[DIRECTIONS FOR THIS TASK] Report how many lines below contain the word "expected", giving the number and no other words.

[SUPPLIED ENTRIES]

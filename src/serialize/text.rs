//! Text exchange format.
//!
//! ```text
//! # Pixel Art Export - 3x2
//! # Width: 3, Height: 2
//! #f00,#0000,#00ff0080
//! #fff,#123456,#0000
//! ```
//!
//! Lines starting with `# ` are comments and blank lines are skipped on import.
//! Each remaining line is one row of comma-separated hex tokens (3, 4, 6 or 8
//! digits, any case). Export always writes compressed lowercase tokens.

use once_cell::sync::Lazy;
use regex::Regex;
use thiserror::Error;

use crate::color::Color;
use crate::grid::{Grid, GridError};

static HEX_TOKEN: Lazy<Regex> = Lazy::new(|| {
    Regex::new(r"^#([0-9A-Fa-f]{3}|[0-9A-Fa-f]{4}|[0-9A-Fa-f]{6}|[0-9A-Fa-f]{8})$")
        .expect("hex token pattern is valid")
});

/// Prefix marking a comment line.
const COMMENT_PREFIX: &str = "# ";

/// Error type for text import.
#[derive(Debug, Clone, PartialEq, Eq, Error)]
pub enum ImportError {
    /// Nothing left after removing comments and blank lines.
    #[error("no pixel data found")]
    NoData,
    /// A token is not a 3, 4, 6 or 8 digit hex color.
    #[error("line {line}: invalid hex color '{token}'")]
    InvalidToken { line: usize, token: String },
    /// A row has fewer tokens than the first row.
    #[error("line {line}: row has {found} colors, expected {expected}")]
    RowLengthMismatch { line: usize, expected: usize, found: usize },
    /// The derived dimensions are not a valid grid.
    #[error(transparent)]
    Grid(#[from] GridError),
}

/// Serialize a grid to the text exchange format.
///
/// ```
/// use pixelgrid::grid::Grid;
/// use pixelgrid::serialize::export_text;
///
/// let mut grid = Grid::new(2, 1).unwrap();
/// grid.paint_cell(0, 0, "#ff0000").unwrap();
/// assert_eq!(
///     export_text(&grid),
///     "# Pixel Art Export - 2x1\n# Width: 2, Height: 1\n#f00,#0000"
/// );
/// ```
pub fn export_text(grid: &Grid) -> String {
    let mut lines = Vec::with_capacity(grid.height() + 2);
    lines.push(format!("# Pixel Art Export - {}x{}", grid.width(), grid.height()));
    lines.push(format!("# Width: {}, Height: {}", grid.width(), grid.height()));
    for row in grid.rows() {
        let tokens: Vec<String> = row.iter().map(Color::to_compressed).collect();
        lines.push(tokens.join(","));
    }
    lines.join("\n")
}

/// Parse the text exchange format into a fresh grid.
///
/// Width comes from the first data row and height from the number of data rows.
/// Accepts `\n`, `\r\n` and `\r` line endings and ignores whitespace around lines
/// and tokens. Tokens beyond the width on a longer row are checked but dropped.
///
/// # Errors
///
/// - `ImportError::NoData` if no data rows remain
/// - `ImportError::InvalidToken` for any token that is not a hex color
/// - `ImportError::RowLengthMismatch` for a row shorter than the first
/// - `ImportError::Grid` if the dimensions fall outside `1..=50`
pub fn import_text(text: &str) -> Result<Grid, ImportError> {
    let normalized = text.replace("\r\n", "\n").replace('\r', "\n");
    let data: Vec<(usize, &str)> = normalized
        .split('\n')
        .enumerate()
        .map(|(i, line)| (i + 1, line.trim()))
        .filter(|(_, line)| !line.is_empty() && !line.starts_with(COMMENT_PREFIX))
        .collect();

    let Some((_, first)) = data.first() else {
        return Err(ImportError::NoData);
    };
    let width = first.split(',').count();
    let height = data.len();

    let mut rows: Vec<Vec<Color>> = Vec::with_capacity(height);
    for (line_no, line) in &data {
        let mut row = Vec::with_capacity(width);
        for token in line.split(',').map(str::trim) {
            if !HEX_TOKEN.is_match(token) {
                return Err(ImportError::InvalidToken { line: *line_no, token: token.to_string() });
            }
            row.push(Color::parse(token));
        }
        if row.len() < width {
            return Err(ImportError::RowLengthMismatch {
                line: *line_no,
                expected: width,
                found: row.len(),
            });
        }
        if row.len() > width {
            log::warn!(
                "line {}: ignoring {} colors past width {}",
                line_no,
                row.len() - width,
                width
            );
            row.truncate(width);
        }
        rows.push(row);
    }

    let mut grid = Grid::new(width, height)?;
    for (index, color) in rows.into_iter().flatten().enumerate() {
        grid.set_index(index, color)?;
    }
    log::debug!("imported {}x{} grid", width, height);
    Ok(grid)
}

#[cfg(test)]
mod tests {
    use super::*;

    #[test]
    fn test_export_header_and_rows() {
        let mut grid = Grid::new(3, 2).unwrap();
        grid.paint_cell(0, 0, "#ff0000").unwrap();
        grid.paint_cell(0, 2, "#00ff0080").unwrap();
        grid.paint_cell(1, 1, "#123456").unwrap();
        let text = export_text(&grid);
        let lines: Vec<&str> = text.split('\n').collect();
        assert_eq!(lines[0], "# Pixel Art Export - 3x2");
        assert_eq!(lines[1], "# Width: 3, Height: 2");
        assert_eq!(lines[2], "#f00,#0000,#00ff0080");
        assert_eq!(lines[3], "#0000,#123456,#0000");
        assert_eq!(lines.len(), 4);
        assert!(!text.ends_with('\n'));
    }

    #[test]
    fn test_import_basic() {
        let grid = import_text("#f00,#0f0\n#00f,#0000").unwrap();
        assert_eq!((grid.width(), grid.height()), (2, 2));
        assert_eq!(grid.get(0, 0).unwrap().to_hex8(), "#ff0000ff");
        assert_eq!(grid.get(0, 1).unwrap().to_hex8(), "#00ff00ff");
        assert_eq!(grid.get(1, 0).unwrap().to_hex8(), "#0000ffff");
        assert!(grid.get(1, 1).unwrap().is_transparent());
    }

    #[test]
    fn test_import_skips_comments_and_blank_lines() {
        let text = "# Pixel Art Export - 1x2\n# Width: 1, Height: 2\n\n#abc\n   \n#DEF\n";
        let grid = import_text(text).unwrap();
        assert_eq!((grid.width(), grid.height()), (1, 2));
        assert_eq!(grid.get(1, 0).unwrap().to_hex8(), "#ddeeffff");
    }

    #[test]
    fn test_import_line_endings() {
        for text in ["#fff,#000\r\n#000,#fff", "#fff,#000\r#000,#fff", "#fff,#000\n#000,#fff\n"] {
            let grid = import_text(text).unwrap();
            assert_eq!((grid.width(), grid.height()), (2, 2), "text {:?}", text);
        }
    }

    #[test]
    fn test_import_trims_tokens() {
        let grid = import_text("  #fff , #12345678  ").unwrap();
        assert_eq!(grid.get(0, 1).unwrap().to_hex8(), "#12345678");
    }

    #[test]
    fn test_import_no_data() {
        assert_eq!(import_text(""), Err(ImportError::NoData));
        assert_eq!(import_text("# only a comment\n\n  \n"), Err(ImportError::NoData));
    }

    #[test]
    fn test_import_invalid_token() {
        assert_eq!(
            import_text("#zzz"),
            Err(ImportError::InvalidToken { line: 1, token: "#zzz".to_string() })
        );
        assert!(matches!(
            import_text("#fff,#fff\n#fff,red"),
            Err(ImportError::InvalidToken { line: 2, .. })
        ));
        assert!(matches!(import_text("#fff,"), Err(ImportError::InvalidToken { .. })));
        assert!(matches!(import_text("#12345"), Err(ImportError::InvalidToken { .. })));
    }

    #[test]
    fn test_import_hash_without_space_is_data() {
        // "#fff" is a token, not a comment; "#" alone is an invalid token
        assert!(matches!(import_text("#"), Err(ImportError::InvalidToken { .. })));
    }

    #[test]
    fn test_import_short_row() {
        assert_eq!(
            import_text("#fff,#fff,#fff\n#000,#000"),
            Err(ImportError::RowLengthMismatch { line: 2, expected: 3, found: 2 })
        );
    }

    #[test]
    fn test_import_long_row_truncated() {
        let grid = import_text("#fff\n#000,#f00").unwrap();
        assert_eq!((grid.width(), grid.height()), (1, 2));
        assert_eq!(grid.get(1, 0).unwrap().to_hex8(), "#000000ff");
    }

    #[test]
    fn test_import_too_large() {
        let row = vec!["#fff"; 51].join(",");
        assert!(matches!(
            import_text(&row),
            Err(ImportError::Grid(GridError::InvalidDimension { width: 51, height: 1 }))
        ));
    }

    #[test]
    fn test_roundtrip_preserves_canonical_cells() {
        let mut grid = Grid::new(4, 3).unwrap();
        let samples = ["#ff0000ff", "#11223344", "#12345678", "#ff000000", "#abcdefff", "#00000000"];
        for (i, s) in samples.iter().cycle().take(grid.len()).enumerate() {
            grid.set_index(i, Color::parse(s)).unwrap();
        }
        let back = import_text(&export_text(&grid)).unwrap();
        assert_eq!(back, grid);
    }
}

[TASK SOLUTION] 4